[RECORDS TO USE]
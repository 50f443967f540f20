//! Request language and localized field selection.
//!
//! The catalog stores German values as the default and optional English
//! variants next to them (`name` / `name_en`, `title` / `title_english`).
//! A request's `Accept-Language` header decides which variant is preferred;
//! the English variant is only used when it is non-empty, otherwise the
//! default value is returned.

use serde::{Deserialize, Serialize};

/// Language of an API request.
#[derive(Debug, Clone, Copy, PartialEq, Eq, Default, Serialize, Deserialize)]
#[serde(rename_all = "lowercase")]
pub enum Lang {
    /// German, the catalog's default language.
    #[default]
    De,
    /// English.
    En,
}

impl Lang {
    /// Derive the request language from an `Accept-Language` header value.
    ///
    /// Only the first (highest-priority) tag is considered; any `en` variant
    /// selects English, everything else falls back to the default.
    pub fn from_accept_language(header: &str) -> Self {
        let first = header
            .split(',')
            .next()
            .unwrap_or("")
            .split(';')
            .next()
            .unwrap_or("")
            .trim();

        let tag = first.to_ascii_lowercase();
        if tag == "en" || tag.starts_with("en-") || tag.starts_with("en_") {
            Self::En
        } else {
            Self::De
        }
    }

    /// Pick the localized variant of a field.
    ///
    /// Returns `english` under [`Lang::En`] when it is non-empty, otherwise
    /// the default value.
    pub fn pick<'a>(self, default: &'a str, english: &'a str) -> &'a str {
        match self {
            Self::En if !english.is_empty() => english,
            _ => default,
        }
    }
}

// ============================================================================
// Tests
// ============================================================================
//! Albums and their share permissions.
//!
//! An album belongs to exactly one owner and can be shared with other users
//! at one of two levels: `VIEW` or `EDIT`. Owners may always do everything;
//! sharing is replaced wholesale through the permissions endpoint, and only
//! the owner may share.

use chrono::{DateTime, Utc};
use pinakos_core::{AlbumId, ArtworkId, Error, Result};
use serde::{Deserialize, Serialize};
use std::fmt;
use std::str::FromStr;

use crate::store::CatalogStore;

/// Share level for an album.
#[derive(Debug, Clone, Copy, PartialEq, Eq, Serialize, Deserialize)]
#[serde(rename_all = "UPPERCASE")]
pub enum AlbumPermission {
    /// May open the album and its slides.
    View,
    /// May also modify slides and see other editors.
    Edit,
}

impl AlbumPermission {
    /// The wire value, e.g. `"EDIT"`.
    pub fn as_str(self) -> &'static str {
        match self {
            Self::View => "VIEW",
            Self::Edit => "EDIT",
        }
    }
}

impl fmt::Display for AlbumPermission {
    fn fmt(&self, f: &mut fmt::Formatter<'_>) -> fmt::Result {
        f.write_str(self.as_str())
    }
}

impl FromStr for AlbumPermission {
    type Err = Error;

    fn from_str(s: &str) -> Result<Self> {
        match s {
            "VIEW" => Ok(Self::View),
            "EDIT" => Ok(Self::Edit),
            other => Err(Error::validation(format!(
                "Invalid permission value '{other}', must be one of VIEW, EDIT"
            ))),
        }
    }
}

/// A user-curated collection of artworks, organised into slides.
#[derive(Debug, Clone, Serialize, Deserialize)]
pub struct Album {
    /// Identifier, assigned by the store.
    pub id: AlbumId,
    /// Album title.
    pub title: String,
    /// Username of the owner.
    pub owner: String,
    /// Slides, each holding one or two artworks.
    #[serde(default)]
    pub slides: Vec<Vec<ArtworkId>>,
    /// Creation timestamp.
    pub date_created: DateTime<Utc>,
    /// Last-modified timestamp.
    pub date_changed: DateTime<Utc>,
}

impl Album {
    /// Total number of artworks across all slides.
    pub fn size(&self) -> usize {
        self.slides.iter().map(Vec::len).sum()
    }
}

/// A single share entry: `user` holds `permissions` on `album`.
#[derive(Debug, Clone, Serialize, Deserialize)]
pub struct PermissionsRelation {
    /// Shared album.
    pub album: AlbumId,
    /// Username the album is shared with.
    pub user: String,
    /// Granted level.
    pub permissions: AlbumPermission,
}

impl CatalogStore {
    /// Create an album for the given owner.
    pub fn create_album(&self, title: impl Into<String>, owner: &str) -> AlbumId {
        let id = AlbumId(self.next_id());
        let now = Utc::now();
        let album = Album {
            id,
            title: title.into(),
            owner: owner.to_string(),
            slides: Vec::new(),
            date_created: now,
            date_changed: now,
        };
        self.albums.write().insert(id, album);
        id
    }

    /// Get an album by id.
    pub fn album(&self, id: AlbumId) -> Option<Album> {
        self.albums.read().get(&id).cloned()
    }

    /// Save an existing album, bumping `date_changed`.
    pub fn save_album(&self, mut album: Album) -> Result<()> {
        let mut albums = self.albums.write();
        if !albums.contains_key(&album.id) {
            return Err(Error::not_found("album", album.id));
        }
        album.date_changed = Utc::now();
        albums.insert(album.id, album);
        Ok(())
    }

    /// Albums the user owns or that are shared with them at any level.
    pub fn albums_for_user(&self, username: &str) -> Vec<Album> {
        let shared: Vec<AlbumId> = self
            .permissions
            .read()
            .iter()
            .filter(|rel| rel.user == username)
            .map(|rel| rel.album)
            .collect();

        let mut albums: Vec<Album> = self
            .albums
            .read()
            .values()
            .filter(|album| album.owner == username || shared.contains(&album.id))
            .cloned()
            .collect();
        albums.sort_by_key(|album| album.id);
        albums
    }

    /// Albums the user owns or holds `EDIT` on.
    pub fn editable_albums(&self, username: &str) -> Vec<Album> {
        let editable: Vec<AlbumId> = self
            .permissions
            .read()
            .iter()
            .filter(|rel| rel.user == username && rel.permissions == AlbumPermission::Edit)
            .map(|rel| rel.album)
            .collect();

        let mut albums: Vec<Album> = self
            .albums
            .read()
            .values()
            .filter(|album| album.owner == username || editable.contains(&album.id))
            .cloned()
            .collect();
        albums.sort_by_key(|album| album.id);
        albums
    }

    /// Returns `true` if the user owns the album or holds at least the
    /// given permission on it.
    pub fn has_album_permission(
        &self,
        album_id: AlbumId,
        username: &str,
        permission: AlbumPermission,
    ) -> bool {
        let Some(album) = self.album(album_id) else {
            return false;
        };
        if album.owner == username {
            return true;
        }
        self.permissions.read().iter().any(|rel| {
            rel.album == album_id
                && rel.user == username
                && (rel.permissions == permission || rel.permissions == AlbumPermission::Edit)
        })
    }

    /// Replace the share list of an album.
    ///
    /// Only the owner may share; entries naming the owner are skipped.
    pub fn set_album_permissions(
        &self,
        album_id: AlbumId,
        acting_user: &str,
        entries: Vec<(String, AlbumPermission)>,
    ) -> Result<Vec<PermissionsRelation>> {
        let album = self
            .album(album_id)
            .ok_or_else(|| Error::not_found("album", album_id))?;
        if album.owner != acting_user {
            return Err(Error::permission(
                "Only the owner of the album can share it",
            ));
        }

        let mut permissions = self.permissions.write();
        permissions.retain(|rel| rel.album != album_id);
        for (user, level) in entries {
            if user == album.owner {
                continue;
            }
            permissions.push(PermissionsRelation {
                album: album_id,
                user,
                permissions: level,
            });
        }

        Ok(permissions
            .iter()
            .filter(|rel| rel.album == album_id)
            .cloned()
            .collect())
    }

    /// All share entries of an album.
    pub fn album_permissions(&self, album_id: AlbumId) -> Vec<PermissionsRelation> {
        self.permissions
            .read()
            .iter()
            .filter(|rel| rel.album == album_id)
            .cloned()
            .collect()
    }

    /// The share entries a requesting user is allowed to see.
    ///
    /// Owners see all entries. Users holding `EDIT` see the other `EDIT`
    /// entries. Everyone else sees only their own entry.
    pub fn visible_album_permissions(
        &self,
        album: &Album,
        requester: &str,
    ) -> Vec<PermissionsRelation> {
        let all = self.album_permissions(album.id);
        if album.owner == requester {
            return all;
        }

        let requester_has_edit = all
            .iter()
            .any(|rel| rel.user == requester && rel.permissions == AlbumPermission::Edit);

        all.into_iter()
            .filter(|rel| {
                if requester_has_edit {
                    rel.permissions == AlbumPermission::Edit
                } else {
                    rel.user == requester
                }
            })
            .collect()
    }
}

// ============================================================================
// Tests
// ============================================================================
//! Search routes.
//!
//! `POST /search/` runs the full pipeline; `GET /search/filters/` serves
//! the static facet schema the frontend form builder renders.

use axum::extract::State;
use axum::routing::{get, post};
use axum::{Json, Router};
use pinakos_search::filters::filters_schema;
use pinakos_search::SearchRequest;
use serde::Serialize;
use serde_json::Value;

use crate::error::ApiResult;
use crate::extract::RequestLang;
use crate::project::{SearchResultItem, project_hit};
use crate::state::AppState;

/// Search routes, nested under `/search`.
pub fn routes() -> Router<AppState> {
    Router::new()
        .route("/", post(search))
        .route("/filters/", get(search_filters))
}

/// Search response envelope.
#[derive(Debug, Serialize)]
pub struct SearchResponse {
    /// Matches across all pages.
    pub total: usize,
    /// The requested page.
    pub results: Vec<SearchResultItem>,
}

async fn search(
    State(state): State<AppState>,
    RequestLang(lang): RequestLang,
    Json(mut request): Json<SearchRequest>,
) -> ApiResult<Json<SearchResponse>> {
    if request.limit.is_none() {
        request.limit = Some(state.config.search_limit as i64);
    }

    let page = state.engine.search(&request)?;
    let results = page
        .hits
        .iter()
        .map(|hit| project_hit(hit, &state.catalog, &state.config.media_base_url, lang))
        .collect();

    Ok(Json(SearchResponse {
        total: page.total,
        results,
    }))
}

async fn search_filters(RequestLang(lang): RequestLang) -> Json<Value> {
    Json(filters_schema(lang))
}
//! Tokenization for the text index.
//!
//! Tokens are diacritic-folded, lowercased, split on non-alphanumeric
//! characters, and filtered: anything shorter than two characters and
//! German/English stopwords are dropped. The same tokenizer runs at index
//! time and at query time so both sides agree on terms.

use pinakos_core::text::normalize;
use std::collections::HashSet;
use std::sync::OnceLock;
use stop_words::{LANGUAGE, get};

/// Minimum token length; single characters carry no signal.
const MIN_TOKEN_LEN: usize = 2;

fn stopwords() -> &'static HashSet<String> {
    static STOPWORDS: OnceLock<HashSet<String>> = OnceLock::new();
    STOPWORDS.get_or_init(|| {
        let mut words: HashSet<String> = get(LANGUAGE::German)
            .iter()
            .map(|w| normalize(w))
            .collect();
        words.extend(get(LANGUAGE::English).iter().map(|w| normalize(w)));
        words
    })
}

/// Tokenize text into index terms.
pub fn tokenize(text: &str) -> Vec<String> {
    normalize(text)
        .split(|c: char| !c.is_alphanumeric())
        .filter(|token| token.len() >= MIN_TOKEN_LEN)
        .filter(|token| !stopwords().contains(*token))
        .map(String::from)
        .collect()
}

/// Tokenize and deduplicate, preserving first-seen order.
///
/// Used on the query side, where repeating a term must not double its
/// contribution to the rank.
pub fn tokenize_unique(text: &str) -> Vec<String> {
    let mut seen = HashSet::new();
    tokenize(text)
        .into_iter()
        .filter(|token| seen.insert(token.clone()))
        .collect()
}

// ============================================================================
// Tests
// ============================================================================
mod config;
pub mod error;

use std::{collections::HashSet, sync::Arc};

use crate::{
    balance::WalletBalanceSummary,
    batch::PayoutBatch,
    batcher::PayoutBatcher,
    event_log::{self, EventLog},
    fees::FeeRateEstimator,
    ingest::*,
    ledger::*,
    node::{BitcoindNode, NodeClient},
    payout::{NewPayout, PayoutRequest},
    primitives::{
        bitcoin::{OutPoint, Txid},
        *,
    },
    signing_client::{BitcoindSigner, TransactionSigner},
    utxo::*,
};
pub use config::*;
use error::ApplicationError;

/// The services the ledger talks to.
#[derive(Clone)]
pub struct Collaborators {
    pub log: Arc<dyn EventLog>,
    pub fees: Arc<dyn FeeRateEstimator>,
    pub node: Arc<dyn NodeClient>,
    pub signer: Arc<dyn TransactionSigner>,
}

#[derive(Clone)]
pub struct App {
    ledger: Ledger,
    ingestor: EventIngestor,
    batcher: PayoutBatcher,
    node: Arc<dyn NodeClient>,
}

impl App {
    /// Connects to everything named in `config` and recovers all wallets.
    pub async fn connect(config: AppConfig) -> Result<Self, ApplicationError> {
        let network = config.ledger.network;
        let collaborators = Collaborators {
            log: event_log::init(&config.event_log).await?,
            fees: config.fees.estimator()?,
            node: Arc::new(BitcoindNode::connect(&config.bitcoind)?),
            signer: Arc::new(BitcoindSigner::connect(&config.bitcoind, network)?),
        };
        Self::init(config.ledger, collaborators).await
    }

    pub async fn init(
        config: LedgerConfig,
        collaborators: Collaborators,
    ) -> Result<Self, ApplicationError> {
        let Collaborators {
            log,
            fees,
            node,
            signer,
        } = collaborators;
        let ledger = Ledger::init(config, log).await?;
        Ok(Self {
            ingestor: EventIngestor::new(ledger.clone()),
            batcher: PayoutBatcher::new(ledger.clone(), fees, Arc::clone(&node), signer),
            ledger,
            node,
        })
    }

    pub fn ledger(&self) -> &Ledger {
        &self.ledger
    }

    pub async fn create_wallet(
        &self,
        name: String,
        settle_threshold: Option<u32>,
    ) -> Result<WalletId, ApplicationError> {
        Ok(self.ledger.create_wallet(name, settle_threshold).await?)
    }

    pub async fn find_wallet_by_name(&self, name: &str) -> Result<WalletId, ApplicationError> {
        Ok(self.ledger.find_wallet_by_name(name).await?)
    }

    pub async fn set_settle_threshold(
        &self,
        wallet_id: WalletId,
        settle_threshold: u32,
    ) -> Result<(), ApplicationError> {
        Ok(self
            .ledger
            .set_settle_threshold(wallet_id, settle_threshold)
            .await?)
    }

    pub async fn get_balance(
        &self,
        wallet_id: WalletId,
    ) -> Result<WalletBalanceSummary, ApplicationError> {
        Ok(self.ledger.get_balance(wallet_id).await?)
    }

    pub async fn list_utxos(
        &self,
        wallet_id: WalletId,
        filter: &HashSet<UtxoState>,
    ) -> Result<Vec<WalletUtxo>, ApplicationError> {
        Ok(self.ledger.get_utxos(wallet_id, filter).await?)
    }

    pub async fn get_utxo(
        &self,
        wallet_id: WalletId,
        outpoint: OutPoint,
    ) -> Result<Option<WalletUtxo>, ApplicationError> {
        Ok(self.ledger.get(wallet_id, outpoint).await?)
    }

    pub async fn ingest(
        &self,
        wallet_id: WalletId,
        notification: ChainNotification,
    ) -> Result<IngestOutcome, ApplicationError> {
        Ok(self.ingestor.ingest(wallet_id, notification).await?)
    }

    pub async fn sync_tip(&self, wallet_id: WalletId) -> Result<IngestOutcome, ApplicationError> {
        Ok(self
            .ingestor
            .sync_tip(wallet_id, self.node.as_ref())
            .await?)
    }

    pub async fn submit_payout(
        &self,
        wallet_id: WalletId,
        destination: PayoutDestination,
        value: Satoshis,
    ) -> Result<PayoutRequestId, ApplicationError> {
        Ok(self
            .batcher
            .submit_payout(wallet_id, destination, value)
            .await?)
    }

    pub async fn submit_payout_with(
        &self,
        payout: NewPayout,
    ) -> Result<PayoutRequestId, ApplicationError> {
        Ok(self.batcher.submit_payout_with(payout).await?)
    }

    pub async fn cancel_payout(
        &self,
        wallet_id: WalletId,
        payout_id: PayoutRequestId,
    ) -> Result<(), ApplicationError> {
        Ok(self.batcher.cancel_payout(wallet_id, payout_id).await?)
    }

    pub async fn estimate_payout_fee(
        &self,
        wallet_id: WalletId,
        value: Satoshis,
    ) -> Result<Satoshis, ApplicationError> {
        Ok(self.batcher.estimate_payout_fee(wallet_id, value).await?)
    }

    pub async fn form_batch(&self, wallet_id: WalletId) -> Result<BatchId, ApplicationError> {
        Ok(self.batcher.form_batch(wallet_id).await?)
    }

    pub async fn cancel_batch(
        &self,
        wallet_id: WalletId,
        batch_id: BatchId,
    ) -> Result<(), ApplicationError> {
        Ok(self.batcher.cancel_batch(wallet_id, batch_id).await?)
    }

    pub async fn broadcast_batch(
        &self,
        wallet_id: WalletId,
        batch_id: BatchId,
    ) -> Result<Txid, ApplicationError> {
        Ok(self.batcher.broadcast(wallet_id, batch_id).await?)
    }

    pub async fn list_batches(
        &self,
        wallet_id: WalletId,
    ) -> Result<Vec<PayoutBatch>, ApplicationError> {
        Ok(self.ledger.snapshot(wallet_id).await?.batches().to_vec())
    }

    pub async fn list_payouts(
        &self,
        wallet_id: WalletId,
    ) -> Result<Vec<PayoutRequest>, ApplicationError> {
        Ok(self.ledger.snapshot(wallet_id).await?.payouts().to_vec())
    }
}
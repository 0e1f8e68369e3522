#[macro_export]
macro_rules! entity_id {
    ($name:ident) => {
        #[derive(
            Debug,
            Clone,
            Copy,
            PartialEq,
            Eq,
            PartialOrd,
            Ord,
            Hash,
            serde::Deserialize,
            serde::Serialize,
        )]
        #[serde(transparent)]
        pub struct $name(uuid::Uuid);

        impl $name {
            #[allow(clippy::new_without_default)]
            pub fn new() -> Self {
                uuid::Uuid::new_v4().into()
            }
        }

        impl From<uuid::Uuid> for $name {
            fn from(uuid: uuid::Uuid) -> Self {
                Self(uuid)
            }
        }

        impl From<$name> for uuid::Uuid {
            fn from(id: $name) -> Self {
                id.0
            }
        }

        impl std::fmt::Display for $name {
            fn fmt(&self, f: &mut std::fmt::Formatter<'_>) -> std::fmt::Result {
                write!(f, "{}", self.0)
            }
        }

        impl std::str::FromStr for $name {
            type Err = uuid::Error;

            fn from_str(s: &str) -> Result<Self, Self::Err> {
                Ok(Self(uuid::Uuid::parse_str(s)?))
            }
        }
    };
}
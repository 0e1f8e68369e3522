use anyhow::Context;
use serde::{Deserialize, Serialize};

use std::path::Path;

use crate::{app::AppConfig, event_log::EventLogConfig, tracing::TracingConfig};

#[derive(Debug, Clone, Default, Serialize, Deserialize)]
pub struct Config {
    #[serde(default)]
    pub app: AppConfig,
    #[serde(default)]
    pub tracing: TracingConfig,
}

pub struct EnvOverride {
    pub pg_con: Option<String>,
}

impl Config {
    pub fn from_path(
        path: Option<impl AsRef<Path>>,
        EnvOverride { pg_con }: EnvOverride,
    ) -> anyhow::Result<Self> {
        let mut config: Config = match path {
            Some(path) => {
                let config_file =
                    std::fs::read_to_string(path).context("Couldn't read config file")?;
                serde_yaml::from_str(&config_file).context("Couldn't parse config file")?
            }
            None => Config::default(),
        };
        if let (Some(con), EventLogConfig::Postgres { pg_con, .. }) =
            (pg_con, &mut config.app.event_log)
        {
            *pg_con = con;
        }
        Ok(config)
    }
}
[/RECORDS TO USE]
YOUR TASK >>
Using the listing above, pick out each line that contains the word "SearchRequest", then copy it.

ANSWER BELOW >>
use pinakos_search::SearchRequest;
    Json(mut request): Json<SearchRequest>,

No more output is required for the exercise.